* _TASK_:
Set down exactly the stretch of lines below that opens at the line containing "assert!(sign(f64::NAN).is_nan());" and continues through the last line of the entries, and nothing else.

* _DATA FOR PROCESSING_:

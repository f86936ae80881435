//! Shared windowing primitives over a single slug's series.
//!
//! All functions treat `f64::NAN` as a missing value and return a series of
//! the same length as their input. Rolling windows count only present values
//! toward `min_periods`; shift-based helpers leave the first `n` slots missing.

/// Apply `reduce` to the present values of each trailing window of `window`
/// rows. Emits NaN where fewer than `min_periods` values are present.
pub fn rolling<F>(values: &[f64], window: usize, min_periods: usize, reduce: F) -> Vec<f64>
where
    F: Fn(&[f64]) -> f64,
{
    let window = window.max(1);
    let min_periods = min_periods.max(1);
    let mut buf = Vec::with_capacity(window);
    let mut out = Vec::with_capacity(values.len());

    for i in 0..values.len() {
        let start = (i + 1).saturating_sub(window);
        buf.clear();
        buf.extend(values[start..=i].iter().copied().filter(|v| !v.is_nan()));
        if buf.len() >= min_periods {
            out.push(reduce(&buf));
        } else {
            out.push(f64::NAN);
        }
    }

    out
}

pub fn rolling_mean(values: &[f64], window: usize, min_periods: usize) -> Vec<f64> {
    rolling(values, window, min_periods, |w| {
        w.iter().sum::<f64>() / w.len() as f64
    })
}

pub fn rolling_sum(values: &[f64], window: usize, min_periods: usize) -> Vec<f64> {
    rolling(values, window, min_periods, |w| w.iter().sum())
}

pub fn rolling_max(values: &[f64], window: usize, min_periods: usize) -> Vec<f64> {
    rolling(values, window, min_periods, |w| {
        w.iter().copied().fold(f64::NEG_INFINITY, f64::max)
    })
}

pub fn rolling_min(values: &[f64], window: usize, min_periods: usize) -> Vec<f64> {
    rolling(values, window, min_periods, |w| {
        w.iter().copied().fold(f64::INFINITY, f64::min)
    })
}

/// Exponentially weighted mean with `alpha = 2 / (span + 1)`, no bias
/// adjustment.
///
/// Seeded at the first present value; leading missing values stay missing.
/// A missing value after the seed repeats the previous mean, and the weight
/// of that mean keeps decaying across the gap, so the next present value
/// counts for more than it would after a single step.
pub fn ewm_mean(values: &[f64], span: usize) -> Vec<f64> {
    let alpha = 2.0 / (span.max(1) as f64 + 1.0);
    let mut out = Vec::with_capacity(values.len());
    let mut mean = f64::NAN;
    let mut mean_weight = 1.0;

    for &v in values {
        if mean.is_nan() {
            mean = v;
        } else if v.is_nan() {
            mean_weight *= 1.0 - alpha;
        } else {
            mean_weight *= 1.0 - alpha;
            mean = (mean_weight * mean + alpha * v) / (mean_weight + alpha);
            mean_weight = 1.0;
        }
        out.push(mean);
    }

    out
}

/// Values shifted forward by `n` rows; the first `n` slots are missing.
pub fn shift(values: &[f64], n: usize) -> Vec<f64> {
    (0..values.len())
        .map(|i| if i >= n { values[i - n] } else { f64::NAN })
        .collect()
}

/// `x[i] - x[i-n]`.
pub fn diff(values: &[f64], n: usize) -> Vec<f64> {
    values
        .iter()
        .zip(shift(values, n))
        .map(|(&curr, prev)| curr - prev)
        .collect()
}

/// `x[i] / x[i-n] - 1`. A zero prior value yields ±inf (or NaN for 0/0).
pub fn pct_change(values: &[f64], n: usize) -> Vec<f64> {
    values
        .iter()
        .zip(shift(values, n))
        .map(|(&curr, prev)| curr / prev - 1.0)
        .collect()
}

/// Running sum that skips missing values; missing inputs stay missing in
/// the output without resetting the accumulator.
pub fn cumsum(values: &[f64]) -> Vec<f64> {
    let mut acc = 0.0;
    values
        .iter()
        .map(|&v| {
            if v.is_nan() {
                f64::NAN
            } else {
                acc += v;
                acc
            }
        })
        .collect()
}

/// Running product with the same missing-value handling as [`cumsum`].
pub fn cumprod(values: &[f64]) -> Vec<f64> {
    let mut acc = 1.0;
    values
        .iter()
        .map(|&v| {
            if v.is_nan() {
                f64::NAN
            } else {
                acc *= v;
                acc
            }
        })
        .collect()
}

/// Quantile of the present values using linear interpolation between
/// closest ranks. Returns NaN when nothing is present.
pub fn quantile(values: &[f64], q: f64) -> f64 {
    let mut present: Vec<f64> = values.iter().copied().filter(|v| !v.is_nan()).collect();
    if present.is_empty() {
        return f64::NAN;
    }
    present.sort_by(|a, b| a.total_cmp(b));

    let pos = q.clamp(0.0, 1.0) * (present.len() - 1) as f64;
    let lo = pos.floor() as usize;
    let hi = pos.ceil() as usize;
    let frac = pos - lo as f64;
    present[lo] + (present[hi] - present[lo]) * frac
}

/// Mean of the present values, NaN when nothing is present.
pub fn mean(values: &[f64]) -> f64 {
    let (sum, count) = values
        .iter()
        .filter(|v| !v.is_nan())
        .fold((0.0, 0usize), |(s, c), &v| (s + v, c + 1));
    if count == 0 {
        f64::NAN
    } else {
        sum / count as f64
    }
}

/// Sign as a float in {-1, 0, 1}; NaN stays NaN.
pub fn sign(value: f64) -> f64 {
    if value.is_nan() {
        f64::NAN
    } else if value > 0.0 {
        1.0
    } else if value < 0.0 {
        -1.0
    } else {
        0.0
    }
}

#[cfg(test)]
mod tests {
    use super::*;
    use crate::indicators::{assert_approx, DEFAULT_EPSILON};

    #[test]
    fn rolling_mean_uses_partial_windows() {
        let out = rolling_mean(&[1.0, 2.0, 3.0, 4.0], 3, 1);
        assert_approx(out[0], 1.0, DEFAULT_EPSILON);
        assert_approx(out[1], 1.5, DEFAULT_EPSILON);
        assert_approx(out[2], 2.0, DEFAULT_EPSILON);
        assert_approx(out[3], 3.0, DEFAULT_EPSILON);
    }

    #[test]
    fn rolling_skips_missing_values() {
        let out = rolling_sum(&[f64::NAN, 2.0, f64::NAN, 4.0], 2, 1);
        assert!(out[0].is_nan());
        assert_approx(out[1], 2.0, DEFAULT_EPSILON);
        assert_approx(out[2], 2.0, DEFAULT_EPSILON);
        assert_approx(out[3], 4.0, DEFAULT_EPSILON);
    }

    #[test]
    fn rolling_respects_min_periods() {
        let out = rolling_mean(&[1.0, 2.0, 3.0], 3, 3);
        assert!(out[0].is_nan());
        assert!(out[1].is_nan());
        assert_approx(out[2], 2.0, DEFAULT_EPSILON);
    }

    #[test]
    fn rolling_extremes() {
        let values = [3.0, 1.0, 4.0, 1.0, 5.0];
        let max = rolling_max(&values, 2, 1);
        let min = rolling_min(&values, 2, 1);
        assert_eq!(max, vec![3.0, 3.0, 4.0, 4.0, 5.0]);
        assert_eq!(min, vec![3.0, 1.0, 1.0, 1.0, 1.0]);
    }

    #[test]
    fn ewm_seeds_at_first_value() {
        // span 3 → alpha 0.5
        let out = ewm_mean(&[10.0, 12.0, 14.0], 3);
        assert_approx(out[0], 10.0, DEFAULT_EPSILON);
        assert_approx(out[1], 11.0, DEFAULT_EPSILON);
        assert_approx(out[2], 12.5, DEFAULT_EPSILON);
    }

    #[test]
    fn ewm_leading_missing_then_carry() {
        let out = ewm_mean(&[f64::NAN, 4.0, f64::NAN, 8.0], 3);
        assert!(out[0].is_nan());
        assert_approx(out[1], 4.0, DEFAULT_EPSILON);
        assert_approx(out[2], 4.0, DEFAULT_EPSILON);
        // Old weight 0.25 after the gap: (0.25 * 4 + 0.5 * 8) / 0.75.
        assert_approx(out[3], 20.0 / 3.0, DEFAULT_EPSILON);
    }

    #[test]
    fn ewm_gap_decays_the_previous_mean() {
        let out = ewm_mean(&[1.0, f64::NAN, 3.0], 3);
        assert_approx(out[1], 1.0, DEFAULT_EPSILON);
        assert_approx(out[2], 7.0 / 3.0, DEFAULT_EPSILON);
    }

    #[test]
    fn shift_based_helpers_leave_leading_gaps() {
        let values = [10.0, 11.0, 9.0];
        let d = diff(&values, 1);
        assert!(d[0].is_nan());
        assert_eq!(&d[1..], &[1.0, -2.0]);

        let p = pct_change(&values, 2);
        assert!(p[0].is_nan() && p[1].is_nan());
        assert_approx(p[2], -0.1, DEFAULT_EPSILON);
    }

    #[test]
    fn pct_change_from_zero_is_infinite() {
        let p = pct_change(&[0.0, 5.0, 0.0, 0.0], 1);
        assert!(p[1].is_infinite());
        assert_approx(p[2], -1.0, DEFAULT_EPSILON);
        assert!(p[3].is_nan());
    }

    #[test]
    fn cumulative_helpers_skip_missing() {
        let s = cumsum(&[1.0, f64::NAN, 2.0]);
        assert_eq!(s[0], 1.0);
        assert!(s[1].is_nan());
        assert_eq!(s[2], 3.0);

        let p = cumprod(&[f64::NAN, 2.0, 3.0]);
        assert!(p[0].is_nan());
        assert_eq!(&p[1..], &[2.0, 6.0]);
    }

    #[test]
    fn quantile_interpolates_linearly() {
        let values = [4.0, 1.0, f64::NAN, 3.0, 2.0];
        assert_approx(quantile(&values, 0.0), 1.0, DEFAULT_EPSILON);
        assert_approx(quantile(&values, 0.5), 2.5, DEFAULT_EPSILON);
        assert_approx(quantile(&values, 0.05), 1.15, DEFAULT_EPSILON);
        assert!(quantile(&[f64::NAN], 0.5).is_nan());
    }

    #[test]
    fn sign_and_mean() {
        assert_eq!(sign(-0.3), -1.0);
        assert_eq!(sign(0.0), 0.0);
        assert!(sign(f64::NAN).is_nan());
        assert_approx(mean(&[1.0, f64::NAN, 3.0]), 2.0, DEFAULT_EPSILON);
        assert!(mean(&[]).is_nan());
    }
}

* _RESPONSE TO THE EXERCISE_:
        assert!(sign(f64::NAN).is_nan());
        assert_approx(mean(&[1.0, f64::NAN, 3.0]), 2.0, DEFAULT_EPSILON);
        assert!(mean(&[]).is_nan());
    }
}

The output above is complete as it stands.